● **Task brief**:
Each line of the data holding "entry" should be found and copied.

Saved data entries
------------------------------------------------------------
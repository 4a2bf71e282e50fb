use crate::cli::parser::Commands;
use crate::config::Config;
use crate::core::slots::TimeSlotCatalog;
use crate::errors::AppResult;

/// Print one time slot label per line.
pub fn handle(cmd: &Commands, cfg: &Config) -> AppResult<()> {
    if let Commands::Slots { step } = cmd {
        let catalog = TimeSlotCatalog::new(step.unwrap_or(cfg.slot_step_minutes))?;
        for slot in catalog.iter() {
            println!("{}", slot);
        }
    }

    Ok(())
}
use clap::{Parser, Subcommand, ValueEnum};

/// Command-line interface definition for rTimesheet
/// Offline tooling around the timesheet draft & submission engine
#[derive(Parser)]
#[command(
    name = "rtimesheet",
    version = env!("CARGO_PKG_VERSION"),
    about = "Timesheet drafts and submissions: time slots, editable dates and payload previews",
    long_about = None
)]
pub struct Cli {
    #[command(subcommand)]
    pub command: Commands,
}

#[derive(Debug, Clone, Copy, PartialEq, Eq, ValueEnum)]
pub enum PreviewKind {
    Draft,
    Submit,
}

#[derive(Subcommand)]
pub enum Commands {
    /// Create the configuration file with default values
    Init {
        #[arg(long, help = "Overwrite an existing configuration file")]
        force: bool,
    },

    /// Show the configuration
    Config {
        #[arg(long = "print", help = "Print the current configuration")]
        print_config: bool,

        #[arg(long = "path", help = "Print the configuration file path")]
        path: bool,
    },

    /// List the selectable time slots
    Slots {
        #[arg(long, help = "Slot granularity in minutes (default from config)")]
        step: Option<u32>,
    },

    /// Tell whether a date can still be edited
    Check {
        /// Date to check (YYYY-MM-DD)
        date: String,

        #[arg(long, help = "Pretend today is this date (YYYY-MM-DD)")]
        today: Option<String>,

        #[arg(
            long,
            value_delimiter = ',',
            help = "Dates already submitted, comma separated (YYYY-MM-DD,...)"
        )]
        uploaded: Vec<String>,
    },

    /// Run a draft save or submit offline and print the multipart body
    Preview {
        #[arg(value_enum)]
        kind: PreviewKind,

        #[arg(long, help = "Cursor date (YYYY-MM-DD, default today)")]
        cursor: Option<String>,

        #[arg(
            long = "entry",
            help = "Day entry: DATE,TIME_IN,TIME_OUT,LUNCH,HOURS (empty segments allowed)"
        )]
        entries: Vec<String>,

        #[arg(long, value_name = "FILE", help = "Attach an image file")]
        image: Option<String>,

        #[arg(long = "image-name", help = "File name sent for the image")]
        image_name: Option<String>,

        #[arg(long = "image-type", help = "MIME type sent for the image")]
        image_type: Option<String>,

        #[arg(long, help = "Fixed multipart boundary (default random)")]
        boundary: Option<String>,
    },
}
------------------------------------------------------------
● **Result below**:
            long = "entry",
            help = "Day entry: DATE,TIME_IN,TIME_OUT,LUNCH,HOURS (empty segments allowed)"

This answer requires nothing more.